(Provided information begins)

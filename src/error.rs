// Error taxonomy for the rendering session
//
// Every creation step reports which resource failed. There is no retry:
// an error unwinds the whole startup or rebuild and ends the session.

use ash::{prelude::VkResult, vk};
use thiserror::Error;

pub type Result<T, E = RenderError> = std::result::Result<T, E>;

#[derive(Debug, Error)]
pub enum RenderError {
    /// Windowing or driver context could not be brought up
    #[error("Failed to initialize {what}: {reason}")]
    InitializationFailure { what: &'static str, reason: String },

    /// Capability negotiation found no usable GPU
    #[error("No suitable GPU: {0}")]
    NoSuitableDevice(String),

    /// A single object creation call failed
    #[error("Failed to create {resource}: {result}")]
    ResourceCreationFailure {
        resource: &'static str,
        result: vk::Result,
    },

    /// Command buffer recording or queue submission failed
    #[error("Failed to {operation}: {result}")]
    RecordingFailure {
        operation: &'static str,
        result: vk::Result,
    },
}

impl RenderError {
    pub fn init(what: &'static str, reason: impl ToString) -> Self {
        Self::InitializationFailure {
            what,
            reason: reason.to_string(),
        }
    }
}

/// Attach taxonomy context to raw driver results, `anyhow::Context` style.
pub trait VkResultExt<T> {
    fn creating(self, resource: &'static str) -> Result<T>;
    fn recording(self, operation: &'static str) -> Result<T>;
    fn initializing(self, what: &'static str) -> Result<T>;
}

impl<T> VkResultExt<T> for VkResult<T> {
    fn creating(self, resource: &'static str) -> Result<T> {
        self.map_err(|result| RenderError::ResourceCreationFailure { resource, result })
    }

    fn recording(self, operation: &'static str) -> Result<T> {
        self.map_err(|result| RenderError::RecordingFailure { operation, result })
    }

    fn initializing(self, what: &'static str) -> Result<T> {
        self.map_err(|result| RenderError::init(what, result))
    }
}

#[cfg(test)]
mod tests {
    use super::*;

    #[test]
    fn creation_failure_names_the_resource() {
        let err = Err::<(), _>(vk::Result::ERROR_OUT_OF_DEVICE_MEMORY)
            .creating("render pass")
            .unwrap_err();

        assert!(matches!(
            err,
            RenderError::ResourceCreationFailure { resource: "render pass", .. }
        ));
        assert!(err.to_string().starts_with("Failed to create render pass"));
    }

    #[test]
    fn recording_failure_names_the_operation() {
        let err = Err::<(), _>(vk::Result::ERROR_DEVICE_LOST)
            .recording("submit draw commands")
            .unwrap_err();

        assert!(err.to_string().starts_with("Failed to submit draw commands"));
    }

    #[test]
    fn success_passes_through() {
        let value: VkResult<u32> = Ok(7);
        assert_eq!(value.creating("anything").unwrap(), 7);
    }
}
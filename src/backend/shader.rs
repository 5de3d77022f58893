// Shader module loading
//
// SPIR-V blobs are read fully into memory once per session and kept as
// words; modules are created per pipeline build and destroyed right after.

use ash::vk;
use std::io::Cursor;
use std::path::Path;

use crate::error::{RenderError, Result, VkResultExt};

/// Vertex + fragment bytecode for the fixed pipeline
pub struct ShaderCode {
    pub vertex: Vec<u32>,
    pub fragment: Vec<u32>,
}

impl ShaderCode {
    pub fn load(vertex: &Path, fragment: &Path) -> Result<Self> {
        Ok(Self {
            vertex: read_spirv_file(vertex)?,
            fragment: read_spirv_file(fragment)?,
        })
    }
}

pub fn read_spirv_file(path: &Path) -> Result<Vec<u32>> {
    let bytes = std::fs::read(path)
        .map_err(|e| RenderError::init("shader", format!("{}: {}", path.display(), e)))?;
    log::debug!("Read {} bytes of SPIR-V from {}", bytes.len(), path.display());
    parse_spirv(&bytes)
        .map_err(|e| RenderError::init("shader", format!("{}: {}", path.display(), e)))
}

/// Realign raw bytes into words; rejects blobs `read_spv` cannot decode
pub fn parse_spirv(bytes: &[u8]) -> std::io::Result<Vec<u32>> {
    ash::util::read_spv(&mut Cursor::new(bytes))
}

pub fn create_shader_module(device: &ash::Device, code: &[u32]) -> Result<vk::ShaderModule> {
    let create_info = vk::ShaderModuleCreateInfo::builder().code(code);

    unsafe { device.create_shader_module(&create_info, None) }.creating("shader module")
}
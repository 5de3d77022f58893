// Rebuildable render targets
//
// Everything that depends on the swapchain extent/format forms one
// generation. The stages and their dependencies are declared once; startup
// and resize both build in `Stage::ORDER` and tear down in reverse.

use ash::vk;

use super::buffer::VertexBuffer;
use super::frames::{DrawRecipe, FrameResources};
use super::handles::{take, Factory, Releaser};
use super::pipeline::PipelineResources;
use super::shader::ShaderCode;
use super::swapchain::{SwapchainConfig, SwapchainResources};
use crate::error::Result;

#[derive(Debug, Clone, Copy, PartialEq, Eq)]
pub enum Stage {
    Swapchain,
    RenderPass,
    Pipeline,
    Framebuffers,
    CommandBuffers,
}

impl Stage {
    /// Dependency order; every stage comes after what it requires
    pub const ORDER: [Stage; 5] = [
        Stage::Swapchain,
        Stage::RenderPass,
        Stage::Pipeline,
        Stage::Framebuffers,
        Stage::CommandBuffers,
    ];

    pub const fn requires(self) -> &'static [Stage] {
        match self {
            Stage::Swapchain => &[],
            Stage::RenderPass => &[Stage::Swapchain],
            Stage::Pipeline => &[Stage::Swapchain, Stage::RenderPass],
            Stage::Framebuffers => &[Stage::Swapchain, Stage::RenderPass],
            Stage::CommandBuffers => &[Stage::Swapchain, Stage::Framebuffers, Stage::Pipeline],
        }
    }

    pub fn teardown_order() -> impl Iterator<Item = Stage> {
        Self::ORDER.into_iter().rev()
    }
}

/// How far a teardown goes with the swapchain handle itself
#[derive(Debug, Clone, Copy, PartialEq, Eq)]
pub enum Teardown {
    /// Keep the old chain alive as `old_swapchain` for the next build
    Rebuild,
    /// Destroy everything
    Full,
}

/// Session objects a generation is built from
pub struct GenerationInputs<'a, D> {
    pub device: &'a D,
    pub config: SwapchainConfig,
    pub command_pool: vk::CommandPool,
    pub vertex_buffer: &'a VertexBuffer,
    pub shaders: &'a ShaderCode,
    pub clear_color: [f32; 4],
}

#[derive(Default)]
pub struct RenderGeneration {
    pub swapchain: SwapchainResources,
    pub(crate) retired_swapchain: vk::SwapchainKHR,
    pub render_pass: vk::RenderPass,
    pub pipeline: PipelineResources,
    pub frames: FrameResources,
}

impl RenderGeneration {
    pub fn build<D: Factory>(&mut self, inputs: &GenerationInputs<D>) -> Result<()> {
        for stage in Stage::ORDER {
            debug_assert!(
                stage.requires().iter().all(|&dep| self.is_built(dep)),
                "{:?} built before its dependencies",
                stage
            );
            self.build_stage(stage, inputs)?;
        }

        debug_assert!(self.is_consistent());
        Ok(())
    }

    fn build_stage<D: Factory>(&mut self, stage: Stage, inputs: &GenerationInputs<D>) -> Result<()> {
        let device = inputs.device;
        match stage {
            Stage::Swapchain => {
                let previous = take(&mut self.retired_swapchain).unwrap_or_default();
                let created = SwapchainResources::create(device, &inputs.config, previous);
                // The old chain only served as a hint
                if previous != vk::SwapchainKHR::null() {
                    device.destroy_swapchain(previous);
                }
                self.swapchain = created?;
            }
            Stage::RenderPass => {
                self.render_pass = device.create_render_pass(self.swapchain.format)?;
            }
            Stage::Pipeline => {
                self.pipeline =
                    device.create_pipeline(self.render_pass, self.swapchain.extent, inputs.shaders)?;
            }
            Stage::Framebuffers => {
                self.frames.create_framebuffers(
                    device,
                    self.render_pass,
                    &self.swapchain.image_views,
                    self.swapchain.extent,
                )?;
            }
            Stage::CommandBuffers => {
                let recipe = DrawRecipe {
                    render_pass: self.render_pass,
                    pipeline: self.pipeline.pipeline,
                    vertex_buffer: inputs.vertex_buffer.buffer,
                    vertex_count: inputs.vertex_buffer.vertex_count,
                    extent: self.swapchain.extent,
                    clear_color: inputs.clear_color,
                };
                self.frames
                    .record_command_buffers(device, inputs.command_pool, &recipe)?;
            }
        }
        Ok(())
    }

    /// Release every stage in reverse dependency order. Safe to repeat.
    pub fn release(&mut self, releaser: &impl Releaser, command_pool: vk::CommandPool, mode: Teardown) {
        for stage in Stage::teardown_order() {
            self.release_stage(stage, releaser, command_pool, mode);
        }
    }

    fn release_stage(
        &mut self,
        stage: Stage,
        releaser: &impl Releaser,
        command_pool: vk::CommandPool,
        mode: Teardown,
    ) {
        match stage {
            Stage::CommandBuffers => self.frames.release_command_buffers(releaser, command_pool),
            Stage::Framebuffers => self.frames.release_framebuffers(releaser),
            Stage::Pipeline => self.pipeline.release(releaser),
            Stage::RenderPass => {
                if let Some(render_pass) = take(&mut self.render_pass) {
                    releaser.destroy_render_pass(render_pass);
                }
            }
            Stage::Swapchain => match mode {
                Teardown::Rebuild => {
                    let retired = self.swapchain.retire(releaser);
                    if let Some(stale) = take(&mut self.retired_swapchain) {
                        releaser.destroy_swapchain(stale);
                    }
                    self.retired_swapchain = retired;
                }
                Teardown::Full => {
                    self.swapchain.release(releaser);
                    if let Some(retired) = take(&mut self.retired_swapchain) {
                        releaser.destroy_swapchain(retired);
                    }
                }
            },
        }
    }

    fn is_built(&self, stage: Stage) -> bool {
        match stage {
            Stage::Swapchain => self.swapchain.handle != vk::SwapchainKHR::null(),
            Stage::RenderPass => self.render_pass != vk::RenderPass::null(),
            Stage::Pipeline => self.pipeline.pipeline != vk::Pipeline::null(),
            Stage::Framebuffers => !self.frames.framebuffers.is_empty(),
            Stage::CommandBuffers => !self.frames.command_buffers.is_empty(),
        }
    }

    /// Framebuffers, present semaphores and command buffers line up with
    /// swapchain images
    pub fn is_consistent(&self) -> bool {
        let images = self.swapchain.image_count();
        self.frames.framebuffers.len() == images
            && self.frames.render_finished.len() == images
            && self.frames.command_buffers.len() == images
    }

    pub fn image_count(&self) -> usize {
        self.swapchain.image_count()
    }
}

(Provided information ends)

• _Assignment_
Each line in the listing where the word "stale" is found is to be copied.

• _Solved exercise_
                    if let Some(stale) = take(&mut self.retired_swapchain) {
                        releaser.destroy_swapchain(stale);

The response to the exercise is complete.